SOURCE DATA
^^^^
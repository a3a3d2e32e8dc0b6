use super::routes::UpdateResponse;
use super::store::{ConfigPatch, ConfigSnapshot};
use crate::error::ReportResult;
use crate::report::SharedSettings;
use reqwest::Client;
use tracing::debug;

/// Talks to a running config service.
#[derive(Debug, Clone)]
pub struct ConfigClient {
    client: Client,
    base_url: String,
}

impl ConfigClient {
    pub fn new(base_url: &str) -> Self {
        Self {
            client: Client::new(),
            base_url: base_url.trim_end_matches('/').to_string(),
        }
    }

    pub async fn fetch(&self) -> ReportResult<ConfigSnapshot> {
        let url = format!("{}/api/config", self.base_url);
        debug!("GET {}", url);
        let snapshot = self
            .client
            .get(url)
            .send()
            .await?
            .error_for_status()?
            .json()
            .await?;
        Ok(snapshot)
    }

    pub async fn fetch_settings(&self) -> ReportResult<SharedSettings> {
        Ok(self.fetch().await?.settings())
    }

    pub async fn push(&self, patch: &ConfigPatch) -> ReportResult<UpdateResponse> {
        let url = format!("{}/api/config", self.base_url);
        debug!("POST {}", url);
        let resp = self
            .client
            .post(url)
            .json(patch)
            .send()
            .await?
            .error_for_status()?
            .json()
            .await?;
        Ok(resp)
    }
}
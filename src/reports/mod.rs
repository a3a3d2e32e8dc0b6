use comfy_table::presets::ASCII_FULL;
use comfy_table::{Attribute, Cell, CellAlignment, Color, ContentArrangement, Table};
use reportforge::export::{BatchOutcome, ItemOutcome};
use reportforge::ingest::ValidationReport;
use reportforge::report::ReportRecord;

pub fn print_validation_report(report: &ValidationReport) {
    if report.valid {
        println!("✅ All scores within 0-100");
        return;
    }

    println!("\n⚠️  {} score(s) out of range:", report.violations.len());
    let mut table = Table::new();
    table
        .load_preset(ASCII_FULL)
        .set_content_arrangement(ContentArrangement::Dynamic);

    table.set_header(vec![
        Cell::new("Row").add_attribute(Attribute::Bold),
        Cell::new("Field").add_attribute(Attribute::Bold),
        Cell::new("Value").fg(Color::Red),
    ]);

    for v in &report.violations {
        table.add_row(vec![
            Cell::new(v.display_row).set_alignment(CellAlignment::Right),
            Cell::new(&v.field),
            Cell::new(v.value).set_alignment(CellAlignment::Right),
        ]);
    }
    println!("{}", table);
}

fn ranked_cell(record: &ReportRecord, outer: bool) -> String {
    let items = if outer {
        &record.dual_ring.outer
    } else {
        &record.dual_ring.inner
    };
    items
        .iter()
        .map(|i| format!("{}:{}", i.label, i.value))
        .collect::<Vec<_>>()
        .join(" > ")
}

pub fn print_record_summary(records: &[ReportRecord]) {
    let mut table = Table::new();
    table
        .load_preset(ASCII_FULL)
        .set_content_arrangement(ContentArrangement::Dynamic);

    table.set_header(vec![
        Cell::new("#"),
        Cell::new("Name").add_attribute(Attribute::Bold),
        Cell::new("Date"),
        Cell::new("Capability").fg(Color::Cyan),
        Cell::new("Focus").fg(Color::Cyan),
        Cell::new("Primary Type").fg(Color::Green),
        Cell::new("Detail"),
    ]);

    for (i, r) in records.iter().enumerate() {
        let detail = if r.type_detail.is_some() {
            Cell::new("yes")
        } else {
            Cell::new("missing").fg(Color::Red)
        };
        table.add_row(vec![
            Cell::new(i + 1).set_alignment(CellAlignment::Right),
            Cell::new(&r.name),
            Cell::new(&r.date),
            Cell::new(ranked_cell(r, true)),
            Cell::new(ranked_cell(r, false)),
            Cell::new(&r.primary_type),
            detail,
        ]);
    }
    println!("{}", table);
}

pub fn print_batch_outcome(outcome: &BatchOutcome) {
    let mut table = Table::new();
    table.load_preset(ASCII_FULL);
    table.set_header(vec!["#", "Status", "Artifact / Reason"]);

    for item in &outcome.items {
        match item {
            ItemOutcome::Exported { index, file_name } => table.add_row(vec![
                Cell::new(index + 1),
                Cell::new("ok").fg(Color::Green),
                Cell::new(file_name),
            ]),
            ItemOutcome::Failed { index, reason } => table.add_row(vec![
                Cell::new(index + 1),
                Cell::new("failed").fg(Color::Red),
                Cell::new(reason),
            ]),
        };
    }
    println!("{}", table);
    println!(
        "📦 {} ({} exported, {} failed, {} bytes)",
        outcome.archive_name,
        outcome.exported_count(),
        outcome.failed_count(),
        outcome.bytes.len()
    );
}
^^^^
EXERCISE OBJECTIVE
Every line from the top of the material through the line containing "pub struct ConfigClient" must be transcribed exactly, and no other line may appear.

SOLVED EXERCISE
repository a3a3d2e32e8dc0b6
use super::routes::UpdateResponse;
use super::store::{ConfigPatch, ConfigSnapshot};
use crate::error::ReportResult;
use crate::report::SharedSettings;
use reqwest::Client;
use tracing::debug;

/// Talks to a running config service.
#[derive(Debug, Clone)]
pub struct ConfigClient {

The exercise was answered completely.